People hear 'Burger King' and automatically think you're a loser. Fact. The one bright spot he had was his wanker cousin outright taking the piss and assuming shit job=shit salary and asking dh if he needed a sub for a pint etc etc. Then started going on about how he'd just had promotion in his office job and is now on £25k...and dh being able to tell him his still much higher salary, even though he 'only' works in burger king. Cousins face went through the floor...that kept me smiling for a week grin

TheBogQueen Sun 15-Jun-14 22:13:57

The pay in these 'menial' jobs can be surprisingly good. I know fellow call handlers working 37.5 hrs a week earning almost £30,000 pa!

Although there was no way I could have stuck it full time.

17leftfeet Sun 15-Jun-14 22:14:33

I worked in retail for nearly 20 years

People do assume you are there because you can't do anything else and it's not a difficult job

They also assume it's poorly paid

Well as a store manager I was earning over 30k which is more than respectable

Working on the shop floor is difficult but yes people do look down their noses

Take comfort in the fact that you are doing the right thing for your family in the here and now and in the long term you are developing many transferable skills -communication, teamwork, managing work load etc that will be valuable to you in the future

Figster Sun 15-Jun-14 22:15:05

I don't think anything other than how do they afford to live on a retail wage shock

Xcountry Sun 15-Jun-14 22:15:22

Meh, I doubt most people in RL would be brave enough to say it to me even if they thought it, I maintain an IQ of 130, I am qualified higher than my job and I had a good full time job with a fantastic salary.... then I had kids.

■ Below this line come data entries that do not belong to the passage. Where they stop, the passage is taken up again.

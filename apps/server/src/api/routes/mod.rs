pub mod communications;
pub mod records;

pub use communications::communication_routes;
pub use records::record_routes;
//! In-memory store implementations.
//!
//! These back integration tests and single-process development runs with
//! the same contracts as the Postgres stores, minus durability.

use std::collections::HashMap;
use std::sync::atomic::{AtomicU64, Ordering};
use std::sync::Mutex;

use async_trait::async_trait;
use chrono::Utc;
use uuid::Uuid;

use super::traits::{CommunicationStore, PractitionerDirectory, RecordStore};
use crate::models::{
    ClinicalRecord, Communication, CommunicationDirection, CommunicationStatus, NewClinicalRecord,
    NewCommunication, Practitioner,
};

/// Wall-clock timestamps can collide inside one test run; an insertion
/// sequence breaks ties so newest-first ordering stays deterministic.
#[derive(Default)]
pub struct InMemoryRecordStore {
    seq: AtomicU64,
    records: Mutex<HashMap<Uuid, (u64, ClinicalRecord)>>,
}

impl InMemoryRecordStore {
    pub fn new() -> Self {
        Self::default()
    }
}

#[async_trait]
impl RecordStore for InMemoryRecordStore {
    async fn find_by_id(&self, id: Uuid) -> crate::Result<Option<ClinicalRecord>> {
        let records = self.records.lock().unwrap();
        Ok(records.get(&id).map(|(_, record)| record.clone()))
    }

    async fn find_by_owner(&self, owner: Uuid) -> crate::Result<Vec<ClinicalRecord>> {
        let records = self.records.lock().unwrap();
        let mut owned: Vec<(u64, ClinicalRecord)> = records
            .values()
            .filter(|(_, record)| record.created_by == owner)
            .cloned()
            .collect();
        owned.sort_by(|(seq_a, a), (seq_b, b)| {
            b.created_at.cmp(&a.created_at).then(seq_b.cmp(seq_a))
        });
        Ok(owned.into_iter().map(|(_, record)| record).collect())
    }

    async fn create(&self, new: NewClinicalRecord) -> crate::Result<ClinicalRecord> {
        let record = ClinicalRecord {
            id: Uuid::new_v4(),
            created_at: Utc::now(),
            created_by: new.created_by,
            subject_email: new.subject_email,
            content: new.content,
        };
        let seq = self.seq.fetch_add(1, Ordering::Relaxed);
        let mut records = self.records.lock().unwrap();
        records.insert(record.id, (seq, record.clone()));
        Ok(record)
    }
}

#[derive(Default)]
pub struct InMemoryCommunicationStore {
    seq: AtomicU64,
    communications: Mutex<HashMap<Uuid, (u64, Communication)>>,
}

impl InMemoryCommunicationStore {
    pub fn new() -> Self {
        Self::default()
    }
}

#[async_trait]
impl CommunicationStore for InMemoryCommunicationStore {
    async fn find_by_id(&self, id: Uuid) -> crate::Result<Option<Communication>> {
        let communications = self.communications.lock().unwrap();
        Ok(communications
            .get(&id)
            .map(|(_, communication)| communication.clone()))
    }

    async fn create(&self, new: NewCommunication) -> crate::Result<Communication> {
        let communication = Communication {
            id: Uuid::new_v4(),
            created_at: Utc::now(),
            direction: new.direction,
            status: new.status,
            counterparty: new.counterparty,
            actor: new.actor,
            payload: new.payload,
            record: None,
        };
        let seq = self.seq.fetch_add(1, Ordering::Relaxed);
        let mut communications = self.communications.lock().unwrap();
        communications.insert(communication.id, (seq, communication.clone()));
        Ok(communication)
    }

    async fn transition(
        &self,
        id: Uuid,
        from: CommunicationStatus,
        to: CommunicationStatus,
        record: Option<Uuid>,
    ) -> crate::Result<Option<Communication>> {
        let mut communications = self.communications.lock().unwrap();
        match communications.get_mut(&id) {
            Some((_, communication)) if communication.status == from => {
                communication.status = to;
                if record.is_some() {
                    communication.record = record;
                }
                Ok(Some(communication.clone()))
            }
            _ => Ok(None),
        }
    }

    async fn list_for_actor(
        &self,
        actor: Uuid,
        direction: CommunicationDirection,
        limit: i64,
        offset: i64,
    ) -> crate::Result<(Vec<Communication>, i64)> {
        let communications = self.communications.lock().unwrap();
        let mut matching: Vec<(u64, Communication)> = communications
            .values()
            .filter(|(_, c)| c.actor == actor && c.direction == direction)
            .cloned()
            .collect();
        matching.sort_by(|(seq_a, a), (seq_b, b)| {
            b.created_at.cmp(&a.created_at).then(seq_b.cmp(seq_a))
        });

        let total = matching.len() as i64;
        let items = matching
            .into_iter()
            .map(|(_, communication)| communication)
            .skip(offset.max(0) as usize)
            .take(limit.max(0) as usize)
            .collect();
        Ok((items, total))
    }
}

#[derive(Default)]
pub struct InMemoryPractitionerDirectory {
    practitioners: Mutex<HashMap<Uuid, Practitioner>>,
}

impl InMemoryPractitionerDirectory {
    pub fn new() -> Self {
        Self::default()
    }

    /// Seeds one practitioner (tests and development runs).
    pub fn insert(&self, practitioner: Practitioner) {
        let mut practitioners = self.practitioners.lock().unwrap();
        practitioners.insert(practitioner.id, practitioner);
    }
}

#[async_trait]
impl PractitionerDirectory for InMemoryPractitionerDirectory {
    async fn find_by_id(&self, id: Uuid) -> crate::Result<Option<Practitioner>> {
        let practitioners = self.practitioners.lock().unwrap();
        Ok(practitioners.get(&id).cloned())
    }

    async fn find_by_email(&self, email: &str) -> crate::Result<Option<Practitioner>> {
        let practitioners = self.practitioners.lock().unwrap();
        Ok(practitioners
            .values()
            .find(|p| p.email == email)
            .cloned())
    }
}
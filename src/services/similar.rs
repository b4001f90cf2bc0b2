// src/services/similar.rs

//! Similar-books aggregator.
//!
//! Queries the catalog one subject at a time and merges hits keyed by work
//! key. Subjects are queried strictly in input order so that the first
//! subject to surface a work always wins attribution.

use std::collections::HashSet;
use std::sync::Arc;

use crate::error::Result;
use crate::models::{Config, CoverSize, SimilarBookCandidate, UNKNOWN_AUTHOR, UNKNOWN_TITLE};
use crate::services::CatalogClient;

/// Aggregates similar-book candidates across subject searches.
pub struct SimilarBooksAggregator {
    config: Arc<Config>,
    catalog: Arc<dyn CatalogClient>,
}

impl SimilarBooksAggregator {
    pub fn new(config: Arc<Config>, catalog: Arc<dyn CatalogClient>) -> Self {
        Self { config, catalog }
    }

    /// Candidates related to `book_key` through its `subjects`.
    ///
    /// Any failed subject query aborts the whole aggregation; the failure is
    /// logged and an empty list is returned.
    pub async fn fetch_similar(
        &self,
        book_key: &str,
        subjects: &[String],
    ) -> Vec<SimilarBookCandidate> {
        match self.try_fetch_similar(book_key, subjects).await {
            Ok(candidates) => candidates,
            Err(e) => {
                log::error!("Failed to fetch similar books for {}: {}", book_key, e);
                Vec::new()
            }
        }
    }

    /// Like [`fetch_similar`](Self::fetch_similar) but surfaces the failure.
    pub async fn try_fetch_similar(
        &self,
        book_key: &str,
        subjects: &[String],
    ) -> Result<Vec<SimilarBookCandidate>> {
        let limits = &self.config.enrichment;
        let mut seen: HashSet<String> = HashSet::new();
        let mut candidates = Vec::new();

        for subject in subjects.iter().take(limits.similar_subject_limit) {
            let docs = self
                .catalog
                .search(subject, limits.similar_per_subject)
                .await?;

            let before = candidates.len();
            for doc in docs {
                let Some(work_key) = doc.work_key() else {
                    continue;
                };
                if work_key == book_key || !seen.insert(work_key.to_string()) {
                    continue;
                }

                candidates.push(SimilarBookCandidate {
                    title: doc.title.clone().unwrap_or_else(|| UNKNOWN_TITLE.to_string()),
                    primary_author: doc
                        .author_name
                        .first()
                        .cloned()
                        .unwrap_or_else(|| UNKNOWN_AUTHOR.to_string()),
                    work_key: work_key.to_string(),
                    cover_url: doc
                        .cover_i
                        .and_then(|id| self.config.catalog.cover_url(id, CoverSize::Medium)),
                    source_subject: subject.clone(),
                });
            }

            log::debug!(
                "Subject \"{}\" contributed {} new candidates",
                subject,
                candidates.len() - before
            );
        }

        candidates.truncate(limits.similar_max_results);
        Ok(candidates)
    }
}
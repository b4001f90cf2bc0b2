// src/pipeline/book_page.rs

//! Book detail page loading.

use serde::Serialize;

use crate::models::{BookSummary, SimilarBookCandidate};
use crate::services::{BookDetailResolver, SimilarBooksAggregator};
use crate::utils::Liveness;

/// Everything the book page renders.
#[derive(Debug, Clone, Default, PartialEq, Eq, Serialize)]
#[serde(rename_all = "camelCase")]
pub struct BookPage {
    pub detail: Option<BookSummary>,
    pub similar: Vec<SimilarBookCandidate>,
    /// Display message when the detail could not be loaded
    pub error: Option<String>,
}

/// Load the detail for `key`, then books similar to it through its genres.
///
/// Returns `None` when the page went away before loading finished.
pub async fn load_book_page(
    resolver: &BookDetailResolver,
    aggregator: &SimilarBooksAggregator,
    key: &str,
    liveness: &Liveness,
) -> Option<BookPage> {
    let detail = match liveness.guard(resolver.resolve(key)).await? {
        Ok(detail) => detail,
        Err(e) => {
            log::error!("{}", e);
            return Some(BookPage {
                error: Some(e.to_string()),
                ..BookPage::default()
            });
        }
    };

    let similar = liveness
        .guard(aggregator.fetch_similar(&detail.id, &detail.genres))
        .await?;

    log::info!(
        "Loaded \"{}\" with {} similar books",
        detail.title,
        similar.len()
    );
    Some(BookPage {
        detail: Some(detail),
        similar,
        error: None,
    })
}
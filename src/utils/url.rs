// src/utils/url.rs

//! URL and catalog key utilities.

use std::sync::OnceLock;

use regex::Regex;
use url::Url;

use crate::error::{AppError, Result};

/// Join a base URL and a path without dropping the base's own path segments.
///
/// # Examples
/// ```
/// use shelfmate::utils::url::endpoint;
///
/// assert_eq!(
///     endpoint("http://localhost:3000/api", "/users/me").unwrap().as_str(),
///     "http://localhost:3000/api/users/me"
/// );
/// ```
pub fn endpoint(base: &str, path: &str) -> Result<Url> {
    let joined = format!(
        "{}/{}",
        base.trim_end_matches('/'),
        path.trim_start_matches('/')
    );
    Ok(Url::parse(&joined)?)
}

fn key_pattern() -> &'static Regex {
    static PATTERN: OnceLock<Regex> = OnceLock::new();
    PATTERN.get_or_init(|| {
        Regex::new(r"^/?(?:(works|authors|books)/)?(OL\d+([WAM]))$").expect("valid key pattern")
    })
}

/// Normalize a catalog identifier to its canonical key form.
///
/// Accepts bare ids (`OL45883W`) as well as keys with or without the leading
/// slash; the collection is inferred from the id suffix when missing.
///
/// # Examples
/// ```
/// use shelfmate::utils::url::normalize_key;
///
/// assert_eq!(normalize_key("OL45883W").unwrap(), "/works/OL45883W");
/// assert_eq!(normalize_key("authors/OL26320A").unwrap(), "/authors/OL26320A");
/// ```
pub fn normalize_key(raw: &str) -> Result<String> {
    let trimmed = raw.trim();
    let caps = key_pattern()
        .captures(trimmed)
        .ok_or_else(|| AppError::validation(format!("Invalid catalog key '{trimmed}'")))?;

    let id = &caps[2];
    let inferred = match &caps[3] {
        "W" => "works",
        "A" => "authors",
        _ => "books",
    };
    let collection = caps.get(1).map_or(inferred, |m| m.as_str());
    if collection != inferred {
        return Err(AppError::validation(format!(
            "Catalog key '{trimmed}' does not match its collection"
        )));
    }
    Ok(format!("/{collection}/{id}"))
}

#[cfg(test)]
mod tests {
    use super::*;

    #[test]
    fn test_endpoint_keeps_base_path() {
        assert_eq!(
            endpoint("https://example.com/api/", "users/u1").unwrap().as_str(),
            "https://example.com/api/users/u1"
        );
        assert_eq!(
            endpoint("https://openlibrary.org", "/works/OL1W.json")
                .unwrap()
                .as_str(),
            "https://openlibrary.org/works/OL1W.json"
        );
        assert!(endpoint("not a url", "/x").is_err());
    }

    #[test]
    fn test_normalize_key() {
        assert_eq!(normalize_key("/works/OL45883W").unwrap(), "/works/OL45883W");
        assert_eq!(normalize_key("works/OL45883W").unwrap(), "/works/OL45883W");
        assert_eq!(normalize_key(" OL45883W ").unwrap(), "/works/OL45883W");
        assert_eq!(normalize_key("OL7353617M").unwrap(), "/books/OL7353617M");
    }

    #[test]
    fn test_normalize_key_rejects_garbage() {
        assert!(normalize_key("").is_err());
        assert!(normalize_key("/works/OL1A").is_err());
        assert!(normalize_key("hobbit").is_err());
        assert!(normalize_key("/works/OL1W/extra").is_err());
    }
}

I went back to agriculture, part time, paid peanuts, no childcare needed as kids come with, never been happier. The pace is much slower and theres none of the pressure of the work environment I had before. Sure theres also no more abroad holidays, no smartphones, tablets or tv and computers in every room but those things aren't important.

Fideliney Sun 15-Jun-14 22:15:35

Who is that for Bog? <nosey>

Or at least, what sector?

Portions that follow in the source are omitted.